__TO DO__:
What lines below contain the word "ManualLocationProvider"? Please pull each one out.

__DATASET CONTENT__:
------------------------------------------------

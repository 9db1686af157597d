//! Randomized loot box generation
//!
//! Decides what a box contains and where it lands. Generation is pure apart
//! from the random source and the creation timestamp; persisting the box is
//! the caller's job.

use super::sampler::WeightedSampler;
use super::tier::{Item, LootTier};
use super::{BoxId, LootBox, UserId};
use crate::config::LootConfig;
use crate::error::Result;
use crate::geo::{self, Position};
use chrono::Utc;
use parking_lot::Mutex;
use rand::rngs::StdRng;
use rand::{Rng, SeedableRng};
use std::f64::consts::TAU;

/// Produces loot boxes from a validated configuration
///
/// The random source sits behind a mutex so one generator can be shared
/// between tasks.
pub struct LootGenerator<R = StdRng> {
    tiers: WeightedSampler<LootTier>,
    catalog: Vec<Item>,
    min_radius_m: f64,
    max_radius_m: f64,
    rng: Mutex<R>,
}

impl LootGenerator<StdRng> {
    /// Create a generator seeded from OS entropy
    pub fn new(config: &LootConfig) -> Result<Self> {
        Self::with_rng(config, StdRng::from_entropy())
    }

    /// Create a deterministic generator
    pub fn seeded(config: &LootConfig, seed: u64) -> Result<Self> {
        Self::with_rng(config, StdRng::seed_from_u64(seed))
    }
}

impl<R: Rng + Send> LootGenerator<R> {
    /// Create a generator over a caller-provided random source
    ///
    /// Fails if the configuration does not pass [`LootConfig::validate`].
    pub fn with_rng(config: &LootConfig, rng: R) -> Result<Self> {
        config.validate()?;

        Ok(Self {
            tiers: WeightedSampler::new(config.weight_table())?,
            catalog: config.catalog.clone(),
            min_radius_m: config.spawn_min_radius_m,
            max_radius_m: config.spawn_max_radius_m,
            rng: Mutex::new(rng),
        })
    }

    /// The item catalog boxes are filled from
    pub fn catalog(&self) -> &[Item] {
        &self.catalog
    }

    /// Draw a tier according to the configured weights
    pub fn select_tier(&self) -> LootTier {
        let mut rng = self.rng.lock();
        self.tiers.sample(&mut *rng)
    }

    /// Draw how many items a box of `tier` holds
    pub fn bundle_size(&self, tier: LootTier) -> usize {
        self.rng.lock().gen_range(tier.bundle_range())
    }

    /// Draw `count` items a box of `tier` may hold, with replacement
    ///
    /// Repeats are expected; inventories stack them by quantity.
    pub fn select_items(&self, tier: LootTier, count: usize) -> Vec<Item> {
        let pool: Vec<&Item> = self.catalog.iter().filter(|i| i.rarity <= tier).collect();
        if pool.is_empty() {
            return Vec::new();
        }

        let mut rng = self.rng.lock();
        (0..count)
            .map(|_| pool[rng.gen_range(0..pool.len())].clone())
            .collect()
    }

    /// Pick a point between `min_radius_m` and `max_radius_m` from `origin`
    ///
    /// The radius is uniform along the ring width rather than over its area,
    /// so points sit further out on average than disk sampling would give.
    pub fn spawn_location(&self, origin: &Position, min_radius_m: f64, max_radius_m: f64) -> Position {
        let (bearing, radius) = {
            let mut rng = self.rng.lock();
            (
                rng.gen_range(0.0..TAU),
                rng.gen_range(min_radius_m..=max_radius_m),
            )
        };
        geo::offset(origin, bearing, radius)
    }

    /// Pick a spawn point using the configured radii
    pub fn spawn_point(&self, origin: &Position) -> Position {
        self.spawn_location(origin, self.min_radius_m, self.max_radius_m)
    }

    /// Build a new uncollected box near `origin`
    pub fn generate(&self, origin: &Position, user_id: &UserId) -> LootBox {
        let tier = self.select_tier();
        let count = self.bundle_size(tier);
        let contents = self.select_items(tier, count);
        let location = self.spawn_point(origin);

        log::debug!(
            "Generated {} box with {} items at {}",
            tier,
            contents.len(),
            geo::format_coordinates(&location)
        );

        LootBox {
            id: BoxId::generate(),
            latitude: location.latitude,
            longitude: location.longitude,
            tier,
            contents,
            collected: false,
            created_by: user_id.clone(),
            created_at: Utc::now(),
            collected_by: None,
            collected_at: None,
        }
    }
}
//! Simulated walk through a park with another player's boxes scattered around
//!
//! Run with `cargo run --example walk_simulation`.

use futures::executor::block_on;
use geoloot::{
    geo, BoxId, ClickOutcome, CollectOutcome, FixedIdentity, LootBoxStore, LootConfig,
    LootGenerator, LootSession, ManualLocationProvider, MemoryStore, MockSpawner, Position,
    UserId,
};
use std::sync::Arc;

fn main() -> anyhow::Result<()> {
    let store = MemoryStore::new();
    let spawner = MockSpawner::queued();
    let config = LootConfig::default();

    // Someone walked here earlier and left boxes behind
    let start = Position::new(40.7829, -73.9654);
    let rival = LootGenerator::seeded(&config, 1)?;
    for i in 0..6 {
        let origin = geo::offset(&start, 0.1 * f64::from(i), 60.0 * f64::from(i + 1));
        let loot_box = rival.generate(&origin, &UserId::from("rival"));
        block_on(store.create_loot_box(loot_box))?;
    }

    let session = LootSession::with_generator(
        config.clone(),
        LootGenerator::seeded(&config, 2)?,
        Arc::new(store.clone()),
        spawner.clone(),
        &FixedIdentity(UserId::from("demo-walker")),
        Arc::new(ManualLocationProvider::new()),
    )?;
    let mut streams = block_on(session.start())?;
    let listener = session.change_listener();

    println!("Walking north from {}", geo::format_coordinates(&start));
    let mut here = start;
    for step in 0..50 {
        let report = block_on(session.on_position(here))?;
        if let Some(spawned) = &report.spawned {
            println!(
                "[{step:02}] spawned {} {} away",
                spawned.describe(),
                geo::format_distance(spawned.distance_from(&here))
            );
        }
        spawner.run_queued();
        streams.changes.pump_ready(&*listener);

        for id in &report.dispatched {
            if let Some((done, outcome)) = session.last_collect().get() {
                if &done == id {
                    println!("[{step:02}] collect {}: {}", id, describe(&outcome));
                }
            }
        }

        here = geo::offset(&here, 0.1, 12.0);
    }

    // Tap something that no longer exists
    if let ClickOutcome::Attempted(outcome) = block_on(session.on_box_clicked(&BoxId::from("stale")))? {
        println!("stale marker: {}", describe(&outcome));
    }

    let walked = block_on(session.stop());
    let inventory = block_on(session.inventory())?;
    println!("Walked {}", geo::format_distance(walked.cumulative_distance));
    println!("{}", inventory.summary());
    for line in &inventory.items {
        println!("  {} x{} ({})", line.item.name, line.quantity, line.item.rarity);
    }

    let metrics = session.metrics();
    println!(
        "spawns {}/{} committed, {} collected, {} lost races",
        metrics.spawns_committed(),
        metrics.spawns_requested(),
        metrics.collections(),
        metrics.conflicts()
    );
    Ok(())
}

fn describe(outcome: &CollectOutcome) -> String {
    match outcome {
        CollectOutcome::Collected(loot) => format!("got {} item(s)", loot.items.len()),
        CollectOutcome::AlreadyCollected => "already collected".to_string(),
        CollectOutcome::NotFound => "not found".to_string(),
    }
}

------------------------------------------------

__EXPECTED ANSWER__:
    LootGenerator, LootSession, ManualLocationProvider, MemoryStore, MockSpawner, Position,
        Arc::new(ManualLocationProvider::new()),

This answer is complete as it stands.